One of Cash’s final collaborations with producer Rick Rubin, American V: A Hundred Highways, was released posthumously on July 4, 2006. The album debuted at number one on the Billboard Top 200 album chart for the week ending July 22, 2006. On February 23, 2010, three days before what would have been Cash’s 78th birthday, the Cash Family, Rick Rubin, and Lost Highway Records released his second posthumous record, titled American VI: Ain’t No Grave.
In 1973, Cash released ‘The Gospel Road’ under Columbia Records. The album was ranked one of the best 12 Country albums of the year and went on to spawn a film of the same name which Cash provided the narration to and the soundtrack. ‘American Recordings’ released in 1994, is believed to be one of his greatest albums till date. It is included in the list of the ‘500 greatest albums of all time’ by Rolling Stone magazine. The album was hailed by critics as one of his best works since the 60s. It also went on to win a Grammy Award for ‘Best Contemporary Folk Album’ at the Grammy Awards ceremony the same year.
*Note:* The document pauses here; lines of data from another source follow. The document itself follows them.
#[cfg(test)]
mod tests {
    use super::*;

    fn props(name: &str) -> PropertyMap {
        let mut props = PropertyMap::new();
        props.insert("name".to_string(), name.into());
        props
    }

    #[test]
    fn test_create_and_get_node() {
        let mut store = GraphStore::new();
        let node_id = store
            .create_node(NodeLabel::Ecu, NodeKey::Int(1), props("Gateway"))
            .unwrap();

        assert_eq!(store.node_count(), 1);
        let node = store.get_node(node_id).unwrap();
        assert_eq!(node.id, node_id);
        assert_eq!(node.label, NodeLabel::Ecu);
        assert_eq!(node.get_property("name").unwrap().as_string(), Some("Gateway"));
        assert_eq!(store.find_node(&NodeKey::Int(1)).unwrap().id, node_id);
    }

    #[test]
    fn test_duplicate_key_rejected() {
        let mut store = GraphStore::new();
        store
            .create_node(NodeLabel::Ecu, NodeKey::Int(1), PropertyMap::new())
            .unwrap();
        let result = store.create_node(NodeLabel::Asset, NodeKey::Int(1), PropertyMap::new());
        assert_eq!(result, Err(GraphError::NodeAlreadyExists(NodeKey::Int(1))));
    }

    #[test]
    fn test_merge_node_is_idempotent() {
        let mut store = GraphStore::new();
        let first = store
            .merge_node(NodeLabel::Ecu, NodeKey::Int(1), props("Gateway"))
            .unwrap();
        assert!(matches!(first, NodeMerge::Created(_)));

        let second = store
            .merge_node(NodeLabel::Ecu, NodeKey::Int(1), props("Central Gateway"))
            .unwrap();
        match second {
            NodeMerge::Updated { id, previous } => {
                assert_eq!(id, first.node_id());
                assert_eq!(previous.get("name").unwrap().as_string(), Some("Gateway"));
            }
            other => panic!("expected update, got {:?}", other),
        }

        assert_eq!(store.node_count(), 1);
        let node = store.find_node(&NodeKey::Int(1)).unwrap();
        assert_eq!(node.get_property("name").unwrap().as_string(), Some("Central Gateway"));
    }

    #[test]
    fn test_merge_node_label_conflict() {
        let mut store = GraphStore::new();
        store
            .merge_node(NodeLabel::Ecu, NodeKey::Int(1), PropertyMap::new())
            .unwrap();
        let err = store
            .merge_node(NodeLabel::Asset, NodeKey::Int(1), PropertyMap::new())
            .unwrap_err();
        assert_eq!(
            err,
            GraphError::LabelConflict {
                key: NodeKey::Int(1),
                existing: NodeLabel::Ecu,
                requested: NodeLabel::Asset,
            }
        );
    }

    #[test]
    fn test_edge_validation() {
        let mut store = GraphStore::new();
        let node1 = store
            .create_node(NodeLabel::Ecu, NodeKey::Int(1), PropertyMap::new())
            .unwrap();
        let invalid_node = NodeId::new(999);

        let result = store.create_edge(invalid_node, node1, EdgeType::ConnectsTo);
        assert_eq!(result, Err(GraphError::InvalidEdgeSource(invalid_node)));

        let result = store.create_edge(node1, invalid_node, EdgeType::ConnectsTo);
        assert_eq!(result, Err(GraphError::InvalidEdgeTarget(invalid_node)));
    }

    #[test]
    fn test_merge_edge_is_idempotent() {
        let mut store = GraphStore::new();
        let a = store
            .create_node(NodeLabel::Ecu, NodeKey::Int(1), PropertyMap::new())
            .unwrap();
        let b = store
            .create_node(NodeLabel::CanBus, NodeKey::Int(2), PropertyMap::new())
            .unwrap();

        let (first, created) = store.merge_edge(a, b, EdgeType::ConnectsTo).unwrap();
        assert!(created);
        let (second, created) = store.merge_edge(a, b, EdgeType::ConnectsTo).unwrap();
        assert!(!created);
        assert_eq!(first, second);

        // Reverse direction is a different edge
        let (_, created) = store.merge_edge(b, a, EdgeType::ConnectsTo).unwrap();
        assert!(created);
        assert_eq!(store.edge_count(), 2);
    }

    #[test]
    fn test_adjacency_and_neighbours() {
        let mut store = GraphStore::new();
        let ecu = store
            .create_node(NodeLabel::Ecu, NodeKey::Int(1), PropertyMap::new())
            .unwrap();
        let bus = store
            .create_node(NodeLabel::CanBus, NodeKey::Int(2), PropertyMap::new())
            .unwrap();
        let vuln = store
            .create_node(NodeLabel::Vulnerability, NodeKey::from("V1"), PropertyMap::new())
            .unwrap();

        store.create_edge(ecu, bus, EdgeType::ConnectsTo).unwrap();
        store.create_edge(ecu, vuln, EdgeType::HasVulnerability).unwrap();

        assert_eq!(store.get_outgoing_edges(ecu).len(), 2);
        assert_eq!(store.incoming[bus.index()], vec![EdgeId::new(0)]);
        assert_eq!(
            store.neighbours(&NodeKey::Int(1), EdgeType::HasVulnerability),
            vec![&NodeKey::from("V1")]
        );
        assert!(store.neighbours(&NodeKey::Int(42), EdgeType::ConnectsTo).is_empty());
    }

    #[test]
    fn test_discard_last_entries() {
        let mut store = GraphStore::new();
        let a = store
            .create_node(NodeLabel::Ecu, NodeKey::Int(1), PropertyMap::new())
            .unwrap();
        let b = store
            .create_node(NodeLabel::Ecu, NodeKey::Int(2), PropertyMap::new())
            .unwrap();
        let edge = store.create_edge(b, a, EdgeType::ConnectsTo).unwrap();

        // Node b still has an edge
        assert!(store.discard_last_node(b).is_err());
        // Node a is not the last node
        assert!(store.discard_last_node(a).is_err());

        store.discard_last_edge(edge).unwrap();
        store.discard_last_node(b).unwrap();

        assert_eq!(store.node_count(), 1);
        assert_eq!(store.edge_count(), 0);
        assert!(store.find_node(&NodeKey::Int(2)).is_none());
        assert!(store.get_outgoing_edges(a).is_empty());
        assert!(store.incoming[a.index()].is_empty());
        assert!(store.get_edges_by_type(EdgeType::ConnectsTo).is_empty());

        // The key can be reused after the discard
        store
            .create_node(NodeLabel::Ecu, NodeKey::Int(2), PropertyMap::new())
            .unwrap();
    }

    #[test]
    fn test_label_index_and_statistics() {
        let mut store = GraphStore::new();
        store
            .create_node(NodeLabel::Ecu, NodeKey::Int(1), PropertyMap::new())
            .unwrap();
        store
            .create_node(NodeLabel::Ecu, NodeKey::Int(2), PropertyMap::new())
            .unwrap();
        store
            .create_node(NodeLabel::Vulnerability, NodeKey::Int(100), PropertyMap::new())
            .unwrap();

        assert_eq!(store.get_nodes_by_label(NodeLabel::Ecu).len(), 2);
        assert_eq!(store.get_nodes_by_label(NodeLabel::Asset).len(), 0);

        let stats = store.statistics();
        assert_eq!(stats.node_count, 3);
        assert_eq!(stats.nodes_by_label[&NodeLabel::Ecu], 2);
        assert_eq!(stats.nodes_by_label[&NodeLabel::Vulnerability], 1);
        assert!(stats.edges_by_type.is_empty());
    }
}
The Johnny Cash Museum, located in one of Cash’s properties in Hendersonville until 2006, dubbed the House of Cash, was sold based on Cash’s will. Prior to this, having been closed for a number of years, the museum had been featured in Cash’s music video for “Hurt”. The house subsequently burned down during the renovation by the new owner. A new museum, founded by Shannon and Bill Miller, opened April 26, 2013, in downtown Nashville.
In 2015, a new species of black tarantula was identified near Folsom Prison and named Aphonopelma johnnycashi in his honor. In 2016, the Nashville Sounds Minor League Baseball team added the “Country Legends Race” to its between-innings entertainment. At the middle of the fifth inning, people in oversized foam caricature costumes depicting Cash, as well as George Jones, Reba McEntire, and Dolly Parton, race around the warning track at First Tennessee Park from center field to the home plate side of the first base dugout.